12. Sin embargo, nadie puede dudar cuán útil es a los hombres vivir según las leyes y los consejos de nuestra razón, que, como ya dijimos, sólo atiende a la verdadera utilidad de los hombres. Además, no hay quien no desee vivir seguro y sin miedo mientras puede hacerlo, lo cual no puede suceder nunca en tanto que cada cual vive a su antojo sin conceder más imperio a la razón que al odio o a la ira.
13. Nadie hay que no viva con ansiedad entre las enemistades, los odios, las iras o los engaños, y que, por tanto, no procure evitarlos mientras le sea posible. Si consideramos además que los hombres, sin auxilio nuestro, viven míseramente y sin el necesario cultivo de la razón, veremos claramente que los hombres, para llevar una vida feliz y llena de seguridad, han debido conspirar para hacer de modo que poseyesen en común sobre todas las cosas este derecho que había recibido cada uno de la naturaleza, y que ya no se determinase según la fuerza y el apetito individuales, sino mediante la potencia y la voluntad de todos juntos.

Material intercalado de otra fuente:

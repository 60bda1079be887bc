use std::path::PathBuf;

use crate::extractor::DEFAULT_LANGUAGE;
use crate::formatter::GENERATED_FILE_HEADER;

/// Where examples are read from and written to
#[derive(Debug, Clone)]
pub struct ExtractConfig {
  /// Documentation file scanned for examples
  pub readme_path: PathBuf,
  /// Generated test file, overwritten on every run
  pub output_path: PathBuf,
  /// Language tag accepted on code blocks
  pub language: String,
  /// Lines written verbatim at the top of the generated file
  pub header: Vec<String>,
}

impl ExtractConfig {
  /// Create a config with the default language and header
  pub fn new(readme_path: impl Into<PathBuf>, output_path: impl Into<PathBuf>) -> Self {
    Self {
      readme_path: readme_path.into(),
      output_path: output_path.into(),
      language: DEFAULT_LANGUAGE.to_string(),
      header: GENERATED_FILE_HEADER.iter().map(|s| s.to_string()).collect(),
    }
  }

  pub fn with_language(mut self, language: &str) -> Self {
    self.language = language.to_string();
    self
  }

  pub fn with_header<S: AsRef<str>>(mut self, header: &[S]) -> Self {
    self.header = header.iter().map(|s| s.as_ref().to_string()).collect();
    self
  }
}

impl Default for ExtractConfig {
  fn default() -> Self {
    Self::new("README.md", "tests/readme.rs")
  }
}
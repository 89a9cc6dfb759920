//! Iterative root-finding engines.
//!
//! Two engines share one loop skeleton ([`runner`]):
//!
//! - Bracketing ([`bisection`], [`false_position`]) keeps an interval
//!   `[xL, xR]` whose endpoint values straddle zero and shrinks it.
//! - Open ([`fixed_point`], [`newton_raphson`], [`secant`]) keeps one or
//!   two points and steps without a bracket.
//!
//! Each pass evaluates the expression, applies the method formula at the
//! calculation scale, computes the percentage error against the previous
//! approximation ([`compute_error`]) and records the pass at the output scale.
//! [`TerminationPolicy`] decides before every pass whether to stop.

mod bracketing;
mod guess;
pub(crate) mod metric;
mod open;
mod runner;
mod termination;

pub use bracketing::{bisection, false_position, find_interval, Bracket};
pub use guess::guess_initial_x;
pub use metric::compute_error;
pub use open::{fixed_point, newton_raphson, secant};
pub use termination::{TerminationCause, TerminationPolicy};

use std::fmt;

use serde::Deserialize;

/// The supported methods.
#[derive(Debug, Clone, Copy, PartialEq, Eq, Hash, Deserialize)]
#[serde(rename_all = "kebab-case")]
#[cfg_attr(feature = "cli", derive(clap::ValueEnum))]
pub enum Method {
    Bisection,
    FalsePosition,
    FixedPoint,
    NewtonRaphson,
    Secant,
}

impl Method {
    /// All methods, in the order they are usually run.
    pub const ALL: [Method; 5] = [
        Method::Bisection,
        Method::FalsePosition,
        Method::FixedPoint,
        Method::NewtonRaphson,
        Method::Secant,
    ];

    /// Human-readable name used in summaries.
    pub const fn display_name(self) -> &'static str {
        match self {
            Method::Bisection => "Bisection",
            Method::FalsePosition => "False Position",
            Method::FixedPoint => "Fixed Point",
            Method::NewtonRaphson => "Newton Raphson",
            Method::Secant => "Secant",
        }
    }

    /// Stem of the result file written for this method.
    pub const fn file_name(self) -> &'static str {
        match self {
            Method::Bisection => "bisection",
            Method::FalsePosition => "false_position",
            Method::FixedPoint => "fixed_point",
            Method::NewtonRaphson => "newton_raphson",
            Method::Secant => "secant",
        }
    }

    /// Whether the method keeps a bracket.
    pub const fn is_bracketing(self) -> bool {
        matches!(self, Method::Bisection | Method::FalsePosition)
    }
}

impl fmt::Display for Method {
    fn fmt(&self, f: &mut fmt::Formatter<'_>) -> fmt::Result {
        f.write_str(self.display_name())
    }
}
//! # Rootsolve Core
//!
//! Arbitrary-precision root finding for single-variable functions.
//!
//! This library provides:
//! - A small expression language for `f(x)` (and `g(x)`, `f'(x)`)
//! - Bracketing methods: bisection and false position
//! - Open methods: fixed point, Newton-Raphson and secant
//! - Decimal arithmetic with an explicit calculation scale, output scale and
//!   rounding mode, so every run is reproducible digit for digit
//! - A per-iteration table for every run, written as comma-separated text
//!
//! ## Architecture
//!
//! - [`expr`] - Parser and evaluator for function expressions
//! - [`arith`] - Unbounded [`Decimal`], rounding, division and the elementary functions
//! - [`config`] - Run configuration shared by every method
//! - [`solver`] - The engines, error metric, termination policy and guess search
//! - [`report`] - Iteration records, table rendering and result files
//! - [`batch`] - TOML plans that run several methods in one go
//!
//! ## Usage
//!
//! ```
//! use rootsolve_core::{bisection, Bracket, Decimal, Fx, RunConfig};
//!
//! let f = Fx::parse("x^2 - 2").unwrap();
//! let bracket = Bracket::new(Decimal::from(1), Decimal::from(2));
//! let result = bisection(&f, Some(bracket), &RunConfig::new()).unwrap();
//!
//! assert_eq!(result.root().unwrap().to_string(), "1.414214");
//! ```
//!
//! ## Precision
//!
//! Values are unbounded in magnitude. Every intermediate value is rounded to
//! the calculation scale (64 digits by default) and every recorded value to
//! the output scale (6 digits by default). A run stops when the percentage error between two successive
//! approximations rounds to zero at the output scale, or when the iteration
//! cap is reached.

pub mod arith;
pub mod batch;
pub mod config;
pub mod error;
pub mod expr;
pub mod report;
pub mod solver;

// Re-export main types for convenience
pub use arith::{Decimal, RoundingMode};
pub use batch::BatchPlan;
pub use config::RunConfig;
pub use error::{Result, RootError};
pub use expr::Fx;
pub use report::{write_result, Iteration, IterationDetail, IterationResult};
pub use solver::{
    bisection, false_position, find_interval, fixed_point, guess_initial_x, newton_raphson,
    secant, Bracket, Method, TerminationCause,
};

14. Lo cual hubiesen intentado vanamente si hubiesen querido seguir sólo lo que el apetito aconseja (pues cada uno es llevado de diverso modo por las leyes de su apetito), y por eso debieron firmemente convenirse en dirigir todas las cosas por los solos consejos de la razón (a la cual nadie puede resistir abiertamente por no aparecer mentecato), y enfrenar al apetito en tanto que provoca al daño de otro, y no hacer a nadie lo que para sí no quiera, y defender el derecho de los demás tanto como el propio.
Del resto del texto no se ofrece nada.